The research team, co-led by scientists at Georgetown Lombardi Comprehensive Cancer Center and Boston University, found that black women who engaged in brisk exercise for a lifetime average of three or more hours a week had a 47 percent reduced risk of developing estrogen receptor-negative (ER-) breast cancer compared with those exercising an average of one hour per week, according to a preliminary analysis. The results will be updated at the meeting.
This form of breast cancer, which includes HER2-positive and triple negative tumors, is linked to both higher incidence and mortality in black women, relative to white women. ER- tumors do not respond to hormone therapies used to treat tumors that have the estrogen receptor.
"These findings are very encouraging.
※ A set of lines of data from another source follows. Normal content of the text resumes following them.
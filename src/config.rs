//! Suite configuration
//!
//! Built from the platform overrides in `platform.rs` and normalized once
//! before the run. Tests never mutate it.

use log::{warn, LevelFilter};

use crate::platform;

pub const MIN_LEVEL: u32 = 1;
pub const MAX_LEVEL: u32 = 7;
pub const MAX_SKIP: usize = 16;

/// Console verbosity, 1 (everything) to 5 (errors only).
#[derive(Clone, Copy, Debug, PartialEq, Eq, PartialOrd, Ord)]
pub enum PrintLevel {
    Info = 1,
    Debug = 2,
    Test = 3,
    Warn = 4,
    Err = 5,
}

impl PrintLevel {
    /// Clamps `raw` into 1..=5.
    pub fn from_raw(raw: u32) -> Self {
        match raw {
            0 | 1 => Self::Info,
            2 => Self::Debug,
            3 => Self::Test,
            4 => Self::Warn,
            _ => Self::Err,
        }
    }

    pub const fn filter(self) -> LevelFilter {
        match self {
            Self::Info => LevelFilter::Trace,
            Self::Debug => LevelFilter::Debug,
            Self::Test => LevelFilter::Info,
            Self::Warn => LevelFilter::Warn,
            Self::Err => LevelFilter::Error,
        }
    }
}

/// Test numbers (or module base numbers) to leave out.
#[derive(Clone, Copy, Debug, PartialEq, Eq)]
pub struct SkipList {
    ids: [u32; MAX_SKIP],
    len: usize,
}

impl SkipList {
    pub const fn empty() -> Self {
        Self {
            ids: [0; MAX_SKIP],
            len: 0,
        }
    }

    /// Takes at most [`MAX_SKIP`] ids; the rest are dropped with a warning.
    pub fn from_ids(ids: &[u32]) -> Self {
        let mut list = Self::empty();
        for &id in ids {
            if list.len == MAX_SKIP {
                warn!("skip list longer than {}, ignoring {}", MAX_SKIP, id);
                continue;
            }
            list.ids[list.len] = id;
            list.len += 1;
        }
        list
    }

    pub fn ids(&self) -> &[u32] {
        &self.ids[..self.len]
    }

    pub fn contains(&self, id: u32) -> bool {
        self.ids().contains(&id)
    }

    pub fn is_empty(&self) -> bool {
        self.len == 0
    }
}

impl Default for SkipList {
    fn default() -> Self {
        Self::empty()
    }
}

#[derive(Clone, Copy, Debug, PartialEq, Eq)]
pub struct SuiteConfig {
    /// Target compliance level.
    pub level: u32,
    /// Raw print level as configured; see [`SuiteConfig::print_level`].
    pub print_level: u32,
    pub wakeup_timeout_ms: u32,
    pub enable_pcie_tests: bool,
    pub skip: SkipList,
    pub single_test: Option<u32>,
    pub single_module: Option<u32>,
}

impl SuiteConfig {
    pub fn from_platform() -> Self {
        Self {
            level: platform::OVERRIDE_SBSA_LEVEL,
            print_level: platform::OVERRIDE_PRINT_LEVEL,
            wakeup_timeout_ms: platform::OVERRIDE_WAKEUP_TIMEOUT_MS,
            enable_pcie_tests: platform::OVERRIDE_ENABLE_PCIE_TESTS,
            skip: SkipList::from_ids(platform::OVERRIDE_SKIP_LIST),
            single_test: None,
            single_module: None,
        }
    }

    /// Clamps level and print level into their ranges.
    pub fn normalized(mut self) -> Self {
        if !(MIN_LEVEL..=MAX_LEVEL).contains(&self.level) {
            let clamped = self.level.clamp(MIN_LEVEL, MAX_LEVEL);
            warn!("level {} out of range, using {}", self.level, clamped);
            self.level = clamped;
        }
        if !(1..=5).contains(&self.print_level) {
            let clamped = self.print_level.clamp(1, 5);
            warn!("print level {} out of range, using {}", self.print_level, clamped);
            self.print_level = clamped;
        }
        self
    }

    pub fn print_level(&self) -> PrintLevel {
        PrintLevel::from_raw(self.print_level)
    }
}

impl Default for SuiteConfig {
    fn default() -> Self {
        Self::from_platform()
    }
}

#[cfg(test)]
mod tests {
    use super::*;

    #[test]
    fn normalize_clamps() {
        let config = SuiteConfig {
            level: 9,
            print_level: 0,
            ..SuiteConfig::from_platform()
        }
        .normalized();
        assert_eq!(config.level, MAX_LEVEL);
        assert_eq!(config.print_level(), PrintLevel::Info);
        assert_eq!(PrintLevel::from_raw(3).filter(), LevelFilter::Info);
    }

    #[test]
    fn skip_list_caps_length() {
        let ids: Vec<u32> = (0..20).collect();
        let list = SkipList::from_ids(&ids);
        assert_eq!(list.ids().len(), MAX_SKIP);
        assert!(list.contains(15));
        assert!(!list.contains(16));
    }
}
Knowing that exercise may protect against breast cancers that disproportionately strike black women is of great public health importance," says Lucile Adams-Campbell, PhD, professor of oncology and associate director of Minority Health & Health Disparities Research at Georgetown Lombardi.
"We all want to do what we can to reduce our risk of disease and improve our health, and along with other well known benefits, we now show that exercise can possibly stave off development of potentially lethal breast cancer in black women," she says.
Exercise, at any level, appeared to have no effect on development of estrogen receptor-positive (ER+) in these women, the researchers say. They cannot offer a reason why because their study was not designed to answer this question. They also cannot speculate on whether vigorous exercise in white women would have any effect.
The 44,704 women who participated in the study were 30 years or age or older.